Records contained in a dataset
+ + + + +
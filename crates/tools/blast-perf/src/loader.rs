//! Reading benchmark documents and extracting aggregate series.

use std::fs::File;
use std::io::BufReader;
use std::path::{Path, PathBuf};

use crate::error::{DocumentReadError, MissingCounterError};
use crate::record::{BenchmarkDocument, RecordSeries};

/// Extract the records tagged with `aggregate_kind`, in document order.
///
/// Records without an aggregate tag, or tagged with another kind, are
/// skipped rather than rejected, and their counters are never looked at.
/// Per-iteration entries, errored runs and complexity fits all fall in this
/// group. A selected record without both `m` and `flops` is an error.
pub fn extract(
    document: &BenchmarkDocument,
    aggregate_kind: &str,
) -> Result<RecordSeries, MissingCounterError> {
    document
        .benchmarks
        .iter()
        .enumerate()
        .filter(|(_, record)| record.aggregate_kind.as_deref() == Some(aggregate_kind))
        .map(|(index, record)| {
            record
                .measurement()
                .map_err(|e| MissingCounterError {
                    index: Some(index),
                    ..e
                })
        })
        .collect()
}

/// Parse a benchmark document from JSON text.
pub fn parse_document(text: &str) -> Result<BenchmarkDocument, serde_json::Error> {
    serde_json::from_str(text)
}

/// Open, parse and close the benchmark document at `path`.
pub fn load_document(path: &Path) -> Result<BenchmarkDocument, DocumentReadError> {
    let file = File::open(path).map_err(|e| DocumentReadError::from_io(path, e))?;
    serde_json::from_reader(BufReader::new(file)).map_err(|source| {
        if source.is_io() {
            DocumentReadError::Io {
                path: path.to_path_buf(),
                source: source.into(),
            }
        } else {
            DocumentReadError::Parse {
                path: path.to_path_buf(),
                source,
            }
        }
    })
}

/// Resolves a configured source identifier to a benchmark document.
pub trait SourceLoader {
    /// Load the document named by `source_id`.
    fn load(&self, source_id: &str) -> Result<BenchmarkDocument, DocumentReadError>;
}

/// Loads sources as files under a data directory.
#[derive(Debug, Clone)]
pub struct DirectoryLoader {
    data_dir: PathBuf,
}

impl DirectoryLoader {
    /// Create a loader rooted at `data_dir`.
    pub fn new(data_dir: impl Into<PathBuf>) -> Self {
        Self {
            data_dir: data_dir.into(),
        }
    }

    /// Directory sources are resolved against.
    pub fn data_dir(&self) -> &Path {
        &self.data_dir
    }

    /// Full path for a source identifier.
    pub fn path_for(&self, source_id: &str) -> PathBuf {
        self.data_dir.join(source_id)
    }
}

impl SourceLoader for DirectoryLoader {
    fn load(&self, source_id: &str) -> Result<BenchmarkDocument, DocumentReadError> {
        let path = self.path_for(source_id);
        crate::vprintln!("  reading {}", path.display());
        load_document(&path)
    }
}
+ + + + +
Task details | Which of the lines above carry the string "Some"? Copy every one.

Answer to this problem |
        .filter(|(_, record)| record.aggregate_kind.as_deref() == Some(aggregate_kind))
                    index: Some(index),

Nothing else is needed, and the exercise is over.